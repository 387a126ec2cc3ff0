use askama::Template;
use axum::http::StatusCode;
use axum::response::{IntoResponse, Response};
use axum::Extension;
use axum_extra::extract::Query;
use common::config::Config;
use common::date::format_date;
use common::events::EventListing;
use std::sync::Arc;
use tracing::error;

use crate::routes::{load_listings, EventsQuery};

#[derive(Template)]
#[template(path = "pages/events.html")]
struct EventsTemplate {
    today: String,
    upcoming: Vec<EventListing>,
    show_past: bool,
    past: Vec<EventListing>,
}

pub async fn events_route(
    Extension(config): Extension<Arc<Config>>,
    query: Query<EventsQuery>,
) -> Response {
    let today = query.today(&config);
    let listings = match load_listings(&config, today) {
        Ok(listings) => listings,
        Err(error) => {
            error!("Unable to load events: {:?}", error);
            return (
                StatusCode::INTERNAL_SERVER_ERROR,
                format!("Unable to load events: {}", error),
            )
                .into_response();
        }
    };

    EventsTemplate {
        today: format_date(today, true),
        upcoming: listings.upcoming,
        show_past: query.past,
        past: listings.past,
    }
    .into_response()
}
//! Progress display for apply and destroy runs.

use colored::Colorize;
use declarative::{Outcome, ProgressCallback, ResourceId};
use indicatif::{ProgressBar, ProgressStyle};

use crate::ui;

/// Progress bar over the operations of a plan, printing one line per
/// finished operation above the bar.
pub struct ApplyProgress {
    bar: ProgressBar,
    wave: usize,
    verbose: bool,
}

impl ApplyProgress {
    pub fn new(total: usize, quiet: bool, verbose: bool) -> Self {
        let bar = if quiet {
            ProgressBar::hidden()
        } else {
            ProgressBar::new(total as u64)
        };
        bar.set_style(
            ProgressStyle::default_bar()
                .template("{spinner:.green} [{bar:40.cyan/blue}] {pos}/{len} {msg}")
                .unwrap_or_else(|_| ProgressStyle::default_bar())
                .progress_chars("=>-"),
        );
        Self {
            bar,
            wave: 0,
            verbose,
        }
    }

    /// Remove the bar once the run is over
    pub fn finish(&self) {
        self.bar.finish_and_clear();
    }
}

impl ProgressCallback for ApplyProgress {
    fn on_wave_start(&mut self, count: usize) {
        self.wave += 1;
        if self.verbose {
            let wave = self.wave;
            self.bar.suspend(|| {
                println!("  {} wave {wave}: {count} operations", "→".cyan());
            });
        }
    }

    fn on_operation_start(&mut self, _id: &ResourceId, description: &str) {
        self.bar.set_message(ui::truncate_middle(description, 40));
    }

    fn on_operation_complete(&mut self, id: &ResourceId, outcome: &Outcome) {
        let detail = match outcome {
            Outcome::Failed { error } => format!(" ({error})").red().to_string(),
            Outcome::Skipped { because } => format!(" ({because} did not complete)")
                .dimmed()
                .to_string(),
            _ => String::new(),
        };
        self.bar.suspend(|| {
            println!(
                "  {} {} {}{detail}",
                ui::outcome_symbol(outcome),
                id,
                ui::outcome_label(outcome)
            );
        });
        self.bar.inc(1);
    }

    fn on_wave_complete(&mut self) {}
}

**Task goal:** Collect from the data above every line that includes "Unable".

**Answer for this exercise:**
            error!("Unable to load events: {:?}", error);
                format!("Unable to load events: {}", error),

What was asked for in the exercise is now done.